The court heard that the breakdown of her relationship and “custody arrangements” of her young son had an “adverse impact” on her health.

Jean’s statement added: “I feel great sadness at how she passed away and am trying to come to terms with how she did in this way.”

The court heard from Dr Baker, who carried out a post-mortem examination, who confirmed that she had been found with 460mg of alcohol in her urine, as well as “therapeutic” levels of a sedative medication. He added that she showed symptoms of hypothermia and that she had not been wearing appropriate clothing for the cold conditions.

Detective Inspector Lunt also gave evidence to the court about the morning Victoria’s body was found and said paramedics found her “cold and wet at 9.04am at the side of the pub on some cobbles with her handbag, a lighter and empty wine bottles”.

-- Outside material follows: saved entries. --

//! WMO weather code lookup: description and icon for each code the forecast
//! provider emits.

/// Description for codes missing from the table.
pub const UNKNOWN_DESCRIPTION: &str = "Unknown";
/// Icon for codes missing from the table.
pub const DEFAULT_ICON_ID: &str = "01d";

const ICON_CDN: &str = "https://openweathermap.org/img/w";

/// (code, description, icon id)
const WEATHER_CODES: &[(i32, &str, &str)] = &[
    (0, "Clear sky", "01d"),
    (1, "Mainly clear", "02d"),
    (2, "Partly cloudy", "03d"),
    (3, "Overcast", "04d"),
    (45, "Fog", "50d"),
    (48, "Depositing rime fog", "50d"),
    (51, "Light drizzle", "09d"),
    (53, "Moderate drizzle", "09d"),
    (55, "Dense drizzle", "09d"),
    (61, "Slight rain", "10d"),
    (63, "Moderate rain", "10d"),
    (65, "Heavy rain", "10d"),
    (71, "Slight snow", "13d"),
    (73, "Moderate snow", "13d"),
    (75, "Heavy snow", "13d"),
    (95, "Thunderstorm", "11d"),
    (96, "Thunderstorm with hail", "11d"),
    (99, "Thunderstorm with heavy hail", "11d"),
];

fn lookup(code: i32) -> Option<&'static (i32, &'static str, &'static str)> {
    WEATHER_CODES.iter().find(|(c, _, _)| *c == code)
}

pub fn describe_weather_code(code: i32) -> &'static str {
    lookup(code).map_or(UNKNOWN_DESCRIPTION, |&(_, description, _)| description)
}

pub fn weather_icon_id(code: i32) -> &'static str {
    lookup(code).map_or(DEFAULT_ICON_ID, |&(_, _, icon)| icon)
}

/// Icon image URL on the public icon CDN.
pub fn weather_icon_url(code: i32) -> String {
    format!("{}/{}.png", ICON_CDN, weather_icon_id(code))
}

#[cfg(test)]
mod tests {
    use super::*;

    #[test]
    fn test_known_codes() {
        assert_eq!(describe_weather_code(0), "Clear sky");
        assert_eq!(describe_weather_code(63), "Moderate rain");
        assert_eq!(weather_icon_id(48), "50d");
        assert_eq!(weather_icon_id(99), "11d");
    }

    #[test]
    fn test_unknown_code_falls_back() {
        for code in [-1, 4, 56, 80, 1000] {
            assert_eq!(describe_weather_code(code), UNKNOWN_DESCRIPTION);
            assert_eq!(weather_icon_id(code), DEFAULT_ICON_ID);
        }
    }

    #[test]
    fn test_icon_url() {
        assert_eq!(
            weather_icon_url(71),
            "https://openweathermap.org/img/w/13d.png"
        );
        assert_eq!(
            weather_icon_url(12345),
            "https://openweathermap.org/img/w/01d.png"
        );
    }

    #[test]
    fn test_table_has_no_duplicate_codes() {
        for (i, (code, _, _)) in WEATHER_CODES.iter().enumerate() {
            assert!(
                WEATHER_CODES[i + 1..].iter().all(|(c, _, _)| c != code),
                "duplicate code {}",
                code
            );
        }
    }
}
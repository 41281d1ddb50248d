//! WeatherAPI bulk current-conditions client.
//!
//! See: https://www.weatherapi.com/docs/#intro-bulk

use crate::errors::AppError;

#[derive(Debug, Clone)]
pub struct WeatherApiClient {
    client: reqwest::Client,
    base_url: String,
    api_key: Option<String>,
}

impl WeatherApiClient {
    pub fn new(client: reqwest::Client, base_url: &str, api_key: Option<String>) -> Self {
        Self {
            client,
            base_url: base_url.trim_end_matches('/').to_string(),
            api_key,
        }
    }

    /// Forward a bulk query and return the provider payload unchanged.
    pub async fn fetch_bulk(
        &self,
        locations: &[serde_json::Value],
    ) -> Result<serde_json::Value, AppError> {
        let api_key = self.api_key.as_deref().ok_or_else(|| {
            AppError::UpstreamError("WEATHERAPI_KEY is not configured".to_string())
        })?;

        let url = format!("{}/current.json", self.base_url);
        tracing::debug!("Bulk weather request for {} locations", locations.len());

        let response = self
            .client
            .post(&url)
            .query(&[("key", api_key), ("q", "bulk")])
            .json(&serde_json::json!({ "locations": locations }))
            .send()
            .await
            .map_err(|e| AppError::UpstreamError(format!("weatherapi request failed: {}", e)))?;

        if !response.status().is_success() {
            return Err(AppError::UpstreamError(format!(
                "weatherapi returned HTTP {}",
                response.status()
            )));
        }

        response
            .json()
            .await
            .map_err(|e| AppError::UpstreamError(format!("weatherapi JSON parse error: {}", e)))
    }
}
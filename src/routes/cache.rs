//! Asset cache HTTP surface.
//!
//! - GET /api/cache/status returns the installed generations.
//! - Every path no other route claims is served cache-first, then from disk.

use axum::extract::{Request, State};
use axum::http::Method;
use axum::response::{IntoResponse, Response};
use axum::Json;
use tower::ServiceExt;
use tower_http::services::ServeDir;

use super::AppState;
use crate::services::asset_cache::CacheStatus;

/// Get the current asset cache status.
#[utoipa::path(
    get,
    path = "/api/cache/status",
    tag = "Cache",
    responses(
        (status = 200, description = "Current asset cache status", body = CacheStatus),
    )
)]
pub async fn get_cache_status(State(state): State<AppState>) -> Json<CacheStatus> {
    let cache = state.assets.read().await;
    Json(cache.status())
}

/// Fallback handler for static assets.
pub async fn serve_asset(State(state): State<AppState>, request: Request) -> Response {
    if matches!(*request.method(), Method::GET | Method::HEAD) {
        if let Some(asset) = state.assets.read().await.lookup(request.uri().path()) {
            return asset.into_response();
        }
    }

    tracing::debug!("Asset cache miss for {}", request.uri().path());
    match ServeDir::new(&state.static_dir).oneshot(request).await {
        Ok(response) => response.into_response(),
        Err(never) => match never {},
    }
}
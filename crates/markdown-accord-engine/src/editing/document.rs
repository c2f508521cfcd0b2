use std::ops::Range;
use std::sync::Arc;

use serde::{Deserialize, Serialize};

use crate::editing::block::{Block, Node, TextSpan, byte_of_char};
use crate::editing::commands::{Cmd, apply_command};
use crate::editing::point::Selection;

/// Record of one structural change to the top-level block list, published
/// to observers via [`Document::take_changes`].
#[derive(Debug, Clone, Copy, PartialEq, Eq, Serialize, Deserialize)]
pub enum ChangeRecord {
    Inserted { index: usize, count: usize },
    Removed { index: usize, count: usize },
    /// A block's content changed in place (text edit inside the block).
    Replaced { index: usize },
}

/// Result of applying a single edit command.
#[derive(Debug, Clone, PartialEq)]
pub struct EditOutcome {
    /// Selection after the edit, if any is active.
    pub selection: Option<Selection>,
    /// Document version after the edit.
    pub version: u64,
    /// Whether the edit changed document content (not just the selection).
    pub dirty: bool,
}

/// The live document: an ordered sequence of top-level blocks plus the
/// active selection.
///
/// Owned exclusively by the editing session. Mutation happens either
/// through edit commands ([`Document::apply`]) or through a sync pass
/// (the patch applicator), never concurrently. Every mutation publishes
/// [`ChangeRecord`]s and bumps the version counter; a batch scope
/// ([`Document::begin_batch`]) coalesces the records of several mutations
/// into a single publication, so observers never see a half-patched tree.
#[derive(Debug, Clone)]
pub struct Document {
    blocks: Vec<Arc<Block>>,
    selection: Option<Selection>,
    version: u64,
    batch_depth: u32,
    pending: Vec<ChangeRecord>,
    published: Vec<ChangeRecord>,
}

// Version and change bookkeeping are excluded: two documents are equal
// when they hold the same content and selection.
impl PartialEq for Document {
    fn eq(&self, other: &Self) -> bool {
        self.blocks == other.blocks && self.selection == other.selection
    }
}

impl Default for Document {
    fn default() -> Self {
        Self::new(Vec::new())
    }
}

impl Document {
    pub fn new(blocks: Vec<Arc<Block>>) -> Self {
        Self {
            blocks,
            selection: None,
            version: 0,
            batch_depth: 0,
            pending: Vec::new(),
            published: Vec::new(),
        }
    }

    pub fn blocks(&self) -> &[Arc<Block>] {
        &self.blocks
    }

    pub fn block_count(&self) -> usize {
        self.blocks.len()
    }

    /// Version counter, incremented once per published mutation (a whole
    /// batch counts as one).
    pub fn version(&self) -> u64 {
        self.version
    }

    pub fn selection(&self) -> Option<&Selection> {
        self.selection.as_ref()
    }

    /// Selection changes are not content changes: no record, no version bump.
    pub fn set_selection(&mut self, selection: Option<Selection>) {
        self.selection = selection;
    }

    /// Apply an edit command. See [`Cmd`] for the available edits.
    pub fn apply(&mut self, cmd: Cmd) -> EditOutcome {
        apply_command(self, cmd)
    }

    /// Open a batch scope. Mutations made while the guard is alive are
    /// published together when it drops, with a single version bump.
    pub fn begin_batch(&mut self) -> BatchGuard<'_> {
        self.batch_depth += 1;
        BatchGuard { doc: self }
    }

    /// Drain the published change records.
    pub fn take_changes(&mut self) -> Vec<ChangeRecord> {
        std::mem::take(&mut self.published)
    }

    /// Insert blocks before `at`, clamped to the current length.
    pub fn insert_blocks(&mut self, at: usize, blocks: &[Arc<Block>]) {
        if blocks.is_empty() {
            return;
        }
        let at = at.min(self.blocks.len());
        self.blocks.splice(at..at, blocks.iter().cloned());
        self.record(ChangeRecord::Inserted {
            index: at,
            count: blocks.len(),
        });
    }

    /// Remove the blocks in `range`, clamped to the current length.
    pub fn remove_blocks(&mut self, range: Range<usize>) {
        let start = range.start.min(self.blocks.len());
        let end = range.end.min(self.blocks.len());
        if start >= end {
            return;
        }
        self.blocks.drain(start..end);
        self.record(ChangeRecord::Removed {
            index: start,
            count: end - start,
        });
    }

    /// Replace `[start, end)` (character offsets, clamped) of the text leaf
    /// at `path` with `replacement`. Returns the caret offset after the
    /// replacement, or `None` when the path does not address a text leaf.
    ///
    /// Copy-on-write: a block shared with another tree is cloned before
    /// mutation, so the other holder is unaffected.
    pub(crate) fn splice_leaf(
        &mut self,
        path: &[usize],
        start: usize,
        end: usize,
        replacement: &str,
    ) -> Option<usize> {
        let index = *path.first()?;
        let caret = {
            let block = Arc::make_mut(self.blocks.get_mut(index)?);
            let span = leaf_mut(block, &path[1..])?;
            let len = span.char_len();
            let start = start.min(len);
            let end = end.clamp(start, len);
            let byte_start = byte_of_char(&span.text, start);
            let byte_end = byte_of_char(&span.text, end);
            span.text.replace_range(byte_start..byte_end, replacement);
            start + replacement.chars().count()
        };
        self.record(ChangeRecord::Replaced { index });
        Some(caret)
    }

    pub(crate) fn outcome(&self, dirty: bool) -> EditOutcome {
        EditOutcome {
            selection: self.selection.clone(),
            version: self.version,
            dirty,
        }
    }

    fn record(&mut self, change: ChangeRecord) {
        self.pending.push(change);
        if self.batch_depth == 0 {
            self.publish();
        }
    }

    fn publish(&mut self) {
        if self.pending.is_empty() {
            return;
        }
        self.version += 1;
        self.published.append(&mut self.pending);
    }
}

fn leaf_mut<'a>(block: &'a mut Block, tail: &[usize]) -> Option<&'a mut TextSpan> {
    let (&leaf, inner) = tail.split_last()?;
    let mut children = &mut block.children;
    for &index in inner {
        children = match children.get_mut(index)? {
            Node::Block(child) => &mut child.children,
            Node::Text(_) => return None,
        };
    }
    match children.get_mut(leaf)? {
        Node::Text(span) => Some(span),
        Node::Block(_) => None,
    }
}

/// Scope that holds change publication open until dropped.
///
/// Dereferences to [`Document`], so patch code mutates straight through it.
pub struct BatchGuard<'a> {
    doc: &'a mut Document,
}

impl std::ops::Deref for BatchGuard<'_> {
    type Target = Document;

    fn deref(&self) -> &Document {
        self.doc
    }
}

impl std::ops::DerefMut for BatchGuard<'_> {
    fn deref_mut(&mut self) -> &mut Document {
        self.doc
    }
}

impl Drop for BatchGuard<'_> {
    fn drop(&mut self) {
        self.doc.batch_depth -= 1;
        if self.doc.batch_depth == 0 {
            self.doc.publish();
        }
    }
}
//! Content identity signatures for structural diffing.

use std::collections::hash_map::DefaultHasher;
use std::hash::{Hash, Hasher};
use std::sync::OnceLock;

use regex::Regex;

use crate::editing::{Block, BlockKind, Node};

/// Content identity of a block for diff alignment.
///
/// Two blocks with equal signatures are interchangeable as far as the
/// structural diff is concerned. The payload is kind-aware: prose text is
/// whitespace-collapsed so a rewrap or trailing-space change does not read
/// as a block replacement, code keeps its literal text and language tag,
/// and container kinds fold their children's signatures in order.
#[derive(Debug, Clone, PartialEq, Eq, Hash)]
pub struct BlockSignature {
    label: &'static str,
    payload: String,
    hash: u64,
    /// Char length of the normalized payload.
    len: usize,
}

impl BlockSignature {
    pub fn of(block: &Block) -> Self {
        let label = kind_label(&block.kind);
        let payload = payload_of(block);
        let mut hasher = DefaultHasher::new();
        label.hash(&mut hasher);
        payload.hash(&mut hasher);
        let hash = hasher.finish();
        let len = payload.chars().count();
        Self {
            label,
            payload,
            hash,
            len,
        }
    }

    /// Kind tag, e.g. `"paragraph"` or `"code-fence"`.
    pub fn label(&self) -> &'static str {
        self.label
    }

    pub fn fingerprint(&self) -> u64 {
        self.hash
    }

    pub fn payload_len(&self) -> usize {
        self.len
    }
}

fn kind_label(kind: &BlockKind) -> &'static str {
    match kind {
        BlockKind::Paragraph => "paragraph",
        BlockKind::Heading { .. } => "heading",
        BlockKind::BulletList => "bullet-list",
        BlockKind::NumberedList { .. } => "numbered-list",
        BlockKind::ListItem => "list-item",
        BlockKind::CodeFence { .. } => "code-fence",
        BlockKind::BlockQuote => "block-quote",
        BlockKind::ThematicBreak => "thematic-break",
    }
}

fn payload_of(block: &Block) -> String {
    match &block.kind {
        BlockKind::Paragraph => collapse_whitespace(&block.text()),
        // The level is part of identity: demoting a heading replaces it.
        BlockKind::Heading { level } => {
            format!("{level}|{}", collapse_whitespace(&block.text()))
        }
        // Code is literal; whitespace changes inside a fence are real.
        BlockKind::CodeFence { lang } => {
            format!("{}|{}", lang.as_deref().unwrap_or(""), block.text())
        }
        BlockKind::ThematicBreak => String::new(),
        BlockKind::NumberedList { start } => format!("{start}|{}", fold_children(block)),
        BlockKind::BulletList | BlockKind::ListItem | BlockKind::BlockQuote => {
            fold_children(block)
        }
    }
}

fn fold_children(block: &Block) -> String {
    let mut payload = String::new();
    for node in &block.children {
        match node {
            Node::Text(span) => payload.push_str(&collapse_whitespace(&span.text)),
            Node::Block(child) => {
                payload.push('[');
                payload.push_str(kind_label(&child.kind));
                payload.push(':');
                payload.push_str(&payload_of(child));
                payload.push(']');
            }
        }
    }
    payload
}

static WHITESPACE: OnceLock<Regex> = OnceLock::new();

fn collapse_whitespace(text: &str) -> String {
    let re = WHITESPACE.get_or_init(|| Regex::new(r"\s+").expect("Invalid whitespace regex"));
    re.replace_all(text.trim(), " ").into_owned()
}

He added: “She was wearing blue pants and a sweater and was not wearing clothing appropriate for the weather conditions. She had been struggling with alcoholism for a number of years and had previously been hospitalised because of it. She had a history of alcohol misuse and drinking to excess to the point where she couldn’t look after herself.”

Support worker Daniel Fleming was informed of the body in the street by the member of the public. He found her “cold to the touch” and “not breathing” but proceeded to use a defibrillator to try and revive her.

Coroner Rachel Syed concluded the cause of death was accidental. She accepted the medical cause of death of being hypothermia and alcohol intoxication.

She said: “Tragically, Victoria had struggled with a very long battle of alcohol misuse that occurred following breakdown in her personal relationship. Post mortems showed Victoria had developed hypothermia whilst under the state of alcohol intoxication the night before she died.

“I am in no doubt she had been drinking excessive amounts in the period leading up to her death. She had a complicated medical history, resulting in many hospital admissions where she was often found in the street and unable to take care of herself.

“She had completed rehabilitation programme but despite this, was unable to abstain from long term alcohol issues. An assessment revealed she was suffering from alcohol related brain damage and would need 24-hour care placement.

“Despite this she was discharged to a hotel and mental health clinician was not notified. She was readmitted on December 21st again and the clinician reiterated she would need 24 hour care.”

She added she will be formally issuing a Regulation 28 prevention of further deaths report to the discharge team at Wigan Hospital because she had “concerns” that she was discharged, despite the repeated recommendations of Dr Passad that Victoria needed a 24 hour care placement.

She also raised concerns about the lack of integrated working between other involved organisations and staff at Wigan Infirmary following a multidisciplinary meeting where a recovery worker supporting Victoria from We Are With You said they were not invited.